Miró a Pei Yao con una sonrisa, pero sus ojos no transmitían calidez alguna: “Después de todo, hay muchas personas que pueden seguir los procedimientos establecidos… Pero las que pueden convertir las situaciones inesperadas en momentos destacados… eso ya es otra historia… Este principio es válido en cualquier lugar, ¿no es así?”

Pei Yao estaba tan enfadada que sus dedos temblaban; señaló a Xi Yan y sus labios temblaron varias veces, pero no logró decir nada coherente.

Todos los presentes la miraban disimuladamente con el rabillo del ojo; nadie se atrevía a cruzar su mirada directamente.

En ese momento, Xi Yan se volvió hacia Lin Yi y le guiñó un ojo: “Vamos… Tomemos algo diferente… La Coca-Cola es aburrida.”

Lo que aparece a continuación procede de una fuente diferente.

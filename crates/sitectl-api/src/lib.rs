// sitectl-api: Async Rust client for the content service (IDC + REST),
// with the local relay and the background job poller.

pub mod auth;
pub mod error;
pub mod idc;
pub mod poller;
pub mod relay;
pub mod rest;
pub mod transport;

pub use auth::{Credentials, ServerAuth};
pub use error::Error;
pub use idc::IdcClient;
pub use poller::{JobOutcome, JobPoller, JobState, PollConfig, Submission};
pub use relay::{RelayServer, RelayUpstream};
pub use rest::RestClient;
pub use transport::{TlsMode, TransportConfig};
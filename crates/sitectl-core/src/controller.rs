// ── Site controller ──
//
// Facade over one server connection. Owns the collaborators the
// orchestrators delegate to and routes each `Command` to its pipeline.
// Nothing is held between commands: every legacy pipeline starts and
// stops its own relay.

use std::path::{Path, PathBuf};
use std::sync::Arc;

use tracing::{debug, info};

use crate::collab::{
    DocumentTransfer, Reporter, RestDocuments, RestTemplatePackager, SiteUpdater,
    TemplatePackager,
};
use crate::command::{self, Command, CommandResult};
use crate::config::ServerConnection;
use crate::error::CoreError;

/// Runs site commands against one server.
pub struct SiteController {
    conn: ServerConnection,
    reporter: Arc<dyn Reporter>,
    documents: Option<Arc<dyn DocumentTransfer>>,
    packager: Arc<dyn TemplatePackager>,
    updater: Option<Arc<dyn SiteUpdater>>,
    project_dir: PathBuf,
    work_dir: PathBuf,
}

impl SiteController {
    pub fn new(conn: ServerConnection, reporter: Arc<dyn Reporter>) -> Self {
        Self {
            conn,
            reporter,
            documents: None,
            packager: Arc::new(RestTemplatePackager),
            updater: None,
            project_dir: PathBuf::from("."),
            work_dir: std::env::temp_dir().join("sitectl"),
        }
    }

    /// Use `documents` for static-file transfers instead of the documents
    /// REST API.
    pub fn with_documents(mut self, documents: Arc<dyn DocumentTransfer>) -> Self {
        self.documents = Some(documents);
        self
    }

    pub fn with_packager(mut self, packager: Arc<dyn TemplatePackager>) -> Self {
        self.packager = packager;
        self
    }

    pub fn with_updater(mut self, updater: Arc<dyn SiteUpdater>) -> Self {
        self.updater = Some(updater);
        self
    }

    /// Root of the local project (`src/sites/<site>/...`).
    pub fn with_project_dir(mut self, dir: impl Into<PathBuf>) -> Self {
        self.project_dir = dir.into();
        self
    }

    /// Scratch space for template zips and staged uploads.
    pub fn with_work_dir(mut self, dir: impl Into<PathBuf>) -> Self {
        self.work_dir = dir.into();
        self
    }

    // ── Accessors ────────────────────────────────────────────────────

    pub fn connection(&self) -> &ServerConnection {
        &self.conn
    }

    pub(crate) fn reporter(&self) -> &dyn Reporter {
        self.reporter.as_ref()
    }

    pub(crate) fn documents(&self) -> Result<Arc<dyn DocumentTransfer>, CoreError> {
        match &self.documents {
            Some(documents) => Ok(Arc::clone(documents)),
            None => Ok(Arc::new(RestDocuments::new(self.conn.rest_client()?))),
        }
    }

    pub(crate) fn packager(&self) -> &dyn TemplatePackager {
        self.packager.as_ref()
    }

    pub(crate) fn updater(&self) -> Option<&dyn SiteUpdater> {
        self.updater.as_deref()
    }

    pub(crate) fn project_dir(&self) -> &Path {
        &self.project_dir
    }

    /// A fresh scratch folder under the work dir.
    pub(crate) fn scratch_dir(&self) -> PathBuf {
        self.work_dir.join(uuid::Uuid::new_v4().simple().to_string())
    }

    // ── Command execution ────────────────────────────────────────────

    /// Run one command to completion.
    pub async fn execute(&self, cmd: Command) -> Result<CommandResult, CoreError> {
        debug!(server = %self.conn.name, mode = %self.conn.mode, ?cmd, "executing command");
        let result = route_command(self, cmd).await;
        if let Err(e) = &result {
            info!(server = %self.conn.name, error = %e, "command failed");
        }
        result
    }
}

async fn route_command(ctl: &SiteController, cmd: Command) -> Result<CommandResult, CoreError> {
    match cmd {
        // ── Lifecycle ────────────────────────────────────────────────
        Command::CreateSite(req) => {
            command::create_site(ctl, &req).await?;
            Ok(CommandResult::Ok)
        }
        Command::TransferSite(req) => {
            command::transfer_site(ctl, &req).await?;
            Ok(CommandResult::Ok)
        }
        Command::MigrateSite(req) => {
            command::migrate_site(ctl, &req).await?;
            Ok(CommandResult::Ok)
        }
        Command::ControlSite { site, action } => {
            command::control_site(ctl, &site, action).await?;
            Ok(CommandResult::Ok)
        }

        // ── Access ───────────────────────────────────────────────────
        Command::ShareSite(req) => command::share_site(ctl, &req).await,
        Command::UnshareSite(req) => command::unshare_site(ctl, &req).await,
        Command::SetSiteSecurity(req) => {
            let summary = command::set_site_security(ctl, &req).await?;
            Ok(CommandResult::Security(summary))
        }

        // ── Inspection ───────────────────────────────────────────────
        Command::ValidateSite { site } => {
            let report = command::validate_site(ctl, &site).await?;
            Ok(CommandResult::Validation(report))
        }
        Command::RefreshPrerenderCache { site } => {
            let job_id = command::refresh_prerender_cache(ctl, &site).await?;
            Ok(CommandResult::Job { job_id })
        }

        // ── Static files ─────────────────────────────────────────────
        Command::UploadStaticFiles { site, folder } => {
            command::upload_static(ctl, &site, &folder).await?;
            Ok(CommandResult::Ok)
        }
        Command::DownloadStaticFiles(req) => {
            let folder = command::download_static(ctl, &req).await?;
            Ok(CommandResult::Downloaded { folder })
        }
        Command::DeleteStaticFiles { site } => {
            command::delete_static(ctl, &site).await?;
            Ok(CommandResult::Ok)
        }
    }
}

Agitó la lata vacía y la tiró en la basura que había al lado.

Pei Yao ya no podía quedarse más; miró a los dos con ira y se fue rápidamente, sus tacones resonando fuerte y apresuradamente sobre el suelo.

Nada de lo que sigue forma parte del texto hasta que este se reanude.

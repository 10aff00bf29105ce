//! Console output: progress lines, job progress and command results.
//!
//! Progress lines go to stdout in text mode and to stderr otherwise, so
//! `--output json` keeps stdout machine-readable.

use std::io::{self, IsTerminal, Write};
use std::sync::Mutex;

use indicatif::{ProgressBar, ProgressStyle};
use owo_colors::OwoColorize;
use serde::Serialize;
use tabled::{Table, Tabled, settings::Style};

use sitectl_core::{JobState, Reporter};

use crate::cli::{ColorMode, OutputFormat};
use crate::error::CliError;

/// Determine whether color output should be enabled.
pub fn should_color(mode: ColorMode) -> bool {
    match mode {
        ColorMode::Always => true,
        ColorMode::Never => false,
        ColorMode::Auto => io::stderr().is_terminal() && std::env::var_os("NO_COLOR").is_none(),
    }
}

// ── Reporter ─────────────────────────────────────────────────────────

/// Prints orchestrator progress to the terminal.
pub struct ConsoleReporter {
    quiet: bool,
    color: bool,
    to_stderr: bool,
    bar: Mutex<Option<ProgressBar>>,
}

impl ConsoleReporter {
    pub fn new(quiet: bool, color: bool, format: OutputFormat) -> Self {
        Self {
            quiet,
            color,
            to_stderr: format != OutputFormat::Text,
            bar: Mutex::new(None),
        }
    }

    fn write_line(&self, line: &str) {
        if self.to_stderr {
            let _ = writeln!(io::stderr().lock(), "{line}");
        } else {
            let _ = writeln!(io::stdout().lock(), "{line}");
        }
    }

    fn show_bar(&self) -> bool {
        !self.quiet && io::stderr().is_terminal()
    }

    fn finish_bar(&self) {
        if let Some(bar) = self.bar.lock().ok().and_then(|mut slot| slot.take()) {
            bar.finish_and_clear();
        }
    }
}

impl Reporter for ConsoleReporter {
    fn info(&self, line: &str) {
        if !self.quiet {
            self.write_line(line);
        }
    }

    fn error(&self, message: &str) {
        let mut stderr = io::stderr().lock();
        if self.color {
            let _ = writeln!(stderr, "{} {message}", "ERROR:".red().bold());
        } else {
            let _ = writeln!(stderr, "ERROR: {message}");
        }
    }

    fn job(&self, state: &JobState) {
        if !self.show_bar() {
            if let JobState::Polling {
                percentage: Some(p),
                ..
            } = state
            {
                self.step(&format!("job in progress: {p}%"));
            }
            return;
        }
        if state.is_terminal() {
            self.finish_bar();
            return;
        }
        let JobState::Polling { percentage, .. } = state else {
            return;
        };
        let Ok(mut slot) = self.bar.lock() else {
            return;
        };
        let bar = slot.get_or_insert_with(|| {
            let bar = ProgressBar::new(100);
            bar.set_style(
                ProgressStyle::with_template(" - job {bar:30} {pos:>3}%")
                    .unwrap_or_else(|_| ProgressStyle::default_bar()),
            );
            bar
        });
        if let Some(p) = percentage {
            bar.set_position(u64::from(*p));
        }
    }
}

// ── Result rendering ─────────────────────────────────────────────────

/// Render a result: `text_fn` lines in text mode, serde otherwise.
pub fn render<T: Serialize + ?Sized>(
    format: OutputFormat,
    data: &T,
    text_fn: impl Fn(&T) -> Vec<String>,
) -> Result<String, CliError> {
    match format {
        OutputFormat::Text => Ok(text_fn(data).join("\n")),
        OutputFormat::Json => {
            serde_json::to_string_pretty(data).map_err(|e| CliError::Render(e.to_string()))
        }
        OutputFormat::Yaml => serde_yaml::to_string(data).map_err(|e| CliError::Render(e.to_string())),
    }
}

/// Render a list as a table in text mode, serde otherwise.
pub fn render_list<T, R>(
    format: OutputFormat,
    data: &[T],
    to_row: impl Fn(&T) -> R,
) -> Result<String, CliError>
where
    T: Serialize,
    R: Tabled,
{
    render(format, data, |items| {
        if items.is_empty() {
            return Vec::new();
        }
        let rows: Vec<R> = items.iter().map(&to_row).collect();
        vec![Table::new(rows).with(Style::rounded()).to_string()]
    })
}

/// Print rendered output to stdout. Results are printed even in quiet
/// mode; only progress lines are silenced.
pub fn print_output(output: &str) {
    if output.is_empty() {
        return;
    }
    let _ = writeln!(io::stdout().lock(), "{output}");
}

Lin Yi miró a Xi Yan y frunció ligeramente el ceño antes de suspirar: “¿Realmente tienes que molestarla así?”

“¿Yo?”, dijo Xi Yan con una expresión inocente. “Aquí está demasiado ruidoso… Ven conmigo al balcón, necesitamos tomar aire fresco.”

Los dos se alejaron de la multitud ruidosa y se dirigieron al balcón, donde reinaba un ambiente relativamente tranquilo.

La brisa nocturna era fresca y disipaba el olor a alcohol que aún quedaba en sus cuerpos.

Xi Yan tomó la taza de vino que Lin Yi aún no había tocado y llamó a un camarero que pasaba por allí: “Por favor, cambie esta taza por leche caliente… Gracias.”

Después de que el camarero se fue, Xi Yan se apoyó en la barandilla y dijo a Lin Yi: “Solo dije la verdad… Las palabras sinceras a veces son desagradables de escuchar… Si ella ni siquiera puede soportar escuchar la verdad…”

Frunció los labios y no continuó hablando.

La leche caliente llegó rápidamente; Lin Yi tomó la taza caliente y la sostuvo en sus manos.